16. The method as in claim 13, wherein creating the transaction memory structure comprises: allocating a portion of a memory at the inception of the database transaction identified by the transaction identifier; and partitioning the portion of the memory into a plurality of fields, wherein each field stores one of the plurality of links to the distinct storage banks.

17. The method as in claim 13, wherein chronologically storing the database records comprises transferring the database records generated by each database transaction into its corresponding one of the distinct storage banks in an order in which the database records become available.

18. The method as in claim 13, wherein queuing the database records in the order that the database transactions were completed comprises transferring all of the database records from one of the distinct storage banks to a queue upon receipt of a completion notification from the corresponding database transaction.

19. The method as in claim 18, further comprising storing the completion notification in a control field of the transaction memory structure.

20. The method as in claim 18, wherein the completion notification is a data commit notification.

21. The method as in claim 18, wherein the completion notification is a data rollback notification.

22. The method as in claim 13, wherein transferring the queued database records to the external storage media comprises transferring the queued database records to a magnetic, sequential-access storage media.

23. The method as in claim 13, wherein the database transactions include database records corresponding to proposed data modifications to the database.

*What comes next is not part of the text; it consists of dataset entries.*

//! Shared utilities for command handlers

use crate::config::Config;
use crate::error::{Error, Result};
use crate::logging::timing::Timer;
use apidecl_core::loader::{self, parser};
use apidecl_core::Registry;
use serde_json::Value;
use std::path::{Path, PathBuf};
use tracing::debug;

/// Build a registry from declaration files, applied in order
pub fn load_registry(paths: &[PathBuf], config: &Config) -> Result<Registry> {
    let _timer = Timer::with_details("declaration_loading", &format!("{} file(s)", paths.len()));

    if let Some(missing) = paths.iter().find(|path| !path.exists()) {
        return Err(Error::FileNotFound {
            path: missing.clone(),
        });
    }

    let registry = loader::load_files(paths, config.engine.clone())?;
    debug!(
        schemas = registry.schemas().len(),
        operations = registry.operations().len(),
        "Declarations loaded"
    );
    Ok(registry)
}

/// Read a JSON or YAML payload
pub fn read_input(path: &Path) -> Result<Value> {
    if !path.exists() {
        return Err(Error::FileNotFound {
            path: path.to_path_buf(),
        });
    }
    Ok(parser::parse_file(path)?)
}

#[cfg(test)]
mod tests {
    use super::*;
    use tempfile::TempDir;

    #[test]
    fn test_missing_declaration() {
        let dir = TempDir::new().unwrap();
        let missing = dir.path().join("absent.yaml");
        let result = load_registry(&[missing.clone()], &Config::default());
        assert!(matches!(result, Err(Error::FileNotFound { path }) if path == missing));
    }

    #[test]
    fn test_later_files_extend_earlier_ones() {
        let dir = TempDir::new().unwrap();
        let base = dir.path().join("base.yaml");
        let extra = dir.path().join("extra.json");
        std::fs::write(&base, "components:\n  schemas:\n    Pet:\n      type: object\n").unwrap();
        std::fs::write(&extra, r#"{ "components": { "schemas": { "Owner": { "type": "string" } } } }"#).unwrap();

        let registry = load_registry(&[base, extra], &Config::default()).unwrap();
        assert_eq!(registry.schemas().keys().collect::<Vec<_>>(), vec!["Pet", "Owner"]);
    }

    #[test]
    fn test_read_yaml_input() {
        let dir = TempDir::new().unwrap();
        let path = dir.path().join("rex.yml");
        std::fs::write(&path, "name: Rex\nage: '3'\n").unwrap();
        let value = read_input(&path).unwrap();
        assert_eq!(value["name"], "Rex");
        assert_eq!(value["age"], "3");
    }
}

24. A memory architecture for allowing transaction recovery information to be arranged according to transaction, wherein the transaction recovery information includes previously valid database information used to restore the database to a valid state upon the occurrence of a transaction failure, the memory architecture comprising: (a) a plurality of storage modules, wherein each of the storage modules stores the transaction recovery information associated with a distinct one of the transactions; and (b) a plurality of memory structures each corresponding to a distinct one of the transactions to isolate accessibility of the transaction recovery information associated with the distinct one of the transactions to the corresponding memory structure, each memory structure comprising: (i) a control information field to store a transaction identifier that identifies the distinct transaction to which it corresponds; and (ii) at least one information address field to store a pointer to the storage module that stores the transaction recovery information associated with the transaction identifier; (c) a storage queue to collectively store each of the memory structures in an order in which each of the transactions is completed; and (d) a storage media to consecutively store the contents of the storage modules corresponding to the completed transactions by receiving contents of the queue in the order that each of the transactions is completed.

25. The memory architecture as in claim 24, wherein the storage media comprises a non-volatile memory queue.

26. The memory architecture as in claim 25, further comprising a magnetic sequential-access storage media coupled to the non-volatile memory queue to receive and permanently store the contents of the storage modules in an order in which the contents of the storage modules are queued.

27. The memory architecture as in claim 24, wherein the storage media comprises a non-volatile sequential-access storage media capable of retaining information upon loss of power to the memory architecture.

28. The memory architecture as in claim 24, wherein the storage media comprises magnetic tape.

29. The memory architecture as in claim 24, wherein the storage media comprises a magnetic disk.

30. The memory architecture as in claim 24, further comprising a recovery processor to restore the database to a valid state upon the occurrence of a transaction failure by copying the contents of the storage media onto the database at address locations which include data affected by the transaction failure.